Each line from the start of the entries through the line that contains "convert_tree(&document.tree, document.root, options)" should be output exactly, please.

BEGIN Data in this exercise

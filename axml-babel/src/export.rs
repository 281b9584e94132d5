//! Export pipeline
//!
//! Single-call conversion from a layout file on disk to a XAML page on disk:
//!
//!     check destination → read → parse → convert → trace → assemble → write
//!
//! The destination check happens before the source is opened, so a refused export never reads
//! anything. A source whose root element has no mapping is not an error: nothing is written and
//! [`ExportOutcome::NoOutput`] is returned.
//!
//! Use [`convert_str`] for in-memory conversion without touching the file system.

use crate::convert::{convert_tree, Conversion};
use crate::error::ConvertError;
use crate::options::ConvertOptions;
use crate::page::{self, Page};
use crate::reader;
use crate::writer;
use std::fs;
use std::path::{Path, PathBuf};

/// The result of a successful export.
#[derive(Debug, Clone, PartialEq, Eq)]
pub enum ExportOutcome {
    /// The page was written to this path.
    Written(PathBuf),
    /// The source root has no mapping; no file was written.
    NoOutput,
}

/// Converts source text into a page. Returns `None` when the root element does not map.
pub fn convert_source(
    source: &str,
    class: &str,
    options: &ConvertOptions,
) -> Result<Option<(Conversion, Page)>, ConvertError> {
    let document = reader::parse(source)?;
    let Some(conversion) = convert_tree(&document.tree, document.root, options) else {
        return Ok(None);
    };
    let page = page::assemble(&conversion, class, options);
    Ok(Some((conversion, page)))
}

/// Converts source text straight to XAML text. `class` is the page class name without
/// namespace.
pub fn convert_str(
    source: &str,
    class: &str,
    options: &ConvertOptions,
) -> Result<Option<String>, ConvertError> {
    match convert_source(source, class, options)? {
        Some((_, page)) => writer::to_xml_string(&page, options.indent_size).map(Some),
        None => Ok(None),
    }
}

/// Exports the layout at `input` to a page at `output`.
///
/// Every produced node path (pre-order, see [`crate::tree::MarkupTree::path`]) is handed to
/// `trace` before the page is written.
pub fn export(
    input: &Path,
    output: &Path,
    options: &ConvertOptions,
    trace: &mut dyn FnMut(&str),
) -> Result<ExportOutcome, ConvertError> {
    if !options.overwrite && output.exists() {
        return Err(ConvertError::PreconditionFailed(output.to_path_buf()));
    }
    if !input.is_file() {
        return Err(ConvertError::InputNotFound(input.to_path_buf()));
    }

    let source = fs::read_to_string(input).map_err(|source| ConvertError::Io {
        path: input.to_path_buf(),
        source,
    })?;

    let class = output
        .file_stem()
        .and_then(|stem| stem.to_str())
        .unwrap_or_default();

    let Some((conversion, page)) = convert_source(&source, class, options)? else {
        tracing::info!(input = %input.display(), "root element has no mapping, nothing written");
        return Ok(ExportOutcome::NoOutput);
    };

    for path in conversion.paths() {
        tracing::debug!("{path}");
        trace(&path);
    }

    let xml = writer::to_xml_string(&page, options.indent_size)?;
    fs::write(output, xml).map_err(|source| ConvertError::Io {
        path: output.to_path_buf(),
        source,
    })?;

    tracing::info!(
        input = %input.display(),
        output = %output.display(),
        nodes = conversion.tree.len(),
        "exported page"
    );
    Ok(ExportOutcome::Written(output.to_path_buf()))
}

END Data in this exercise

Solution:
filename axml-babel/src/export.rs
repository 281b9584e94132d5
//! Export pipeline
//!
//! Single-call conversion from a layout file on disk to a XAML page on disk:
//!
//!     check destination → read → parse → convert → trace → assemble → write
//!
//! The destination check happens before the source is opened, so a refused export never reads
//! anything. A source whose root element has no mapping is not an error: nothing is written and
//! [`ExportOutcome::NoOutput`] is returned.
//!
//! Use [`convert_str`] for in-memory conversion without touching the file system.

use crate::convert::{convert_tree, Conversion};
use crate::error::ConvertError;
use crate::options::ConvertOptions;
use crate::page::{self, Page};
use crate::reader;
use crate::writer;
use std::fs;
use std::path::{Path, PathBuf};

/// The result of a successful export.
#[derive(Debug, Clone, PartialEq, Eq)]
pub enum ExportOutcome {
    /// The page was written to this path.
    Written(PathBuf),
    /// The source root has no mapping; no file was written.
    NoOutput,
}

/// Converts source text into a page. Returns `None` when the root element does not map.
pub fn convert_source(
    source: &str,
    class: &str,
    options: &ConvertOptions,
) -> Result<Option<(Conversion, Page)>, ConvertError> {
    let document = reader::parse(source)?;
    let Some(conversion) = convert_tree(&document.tree, document.root, options) else {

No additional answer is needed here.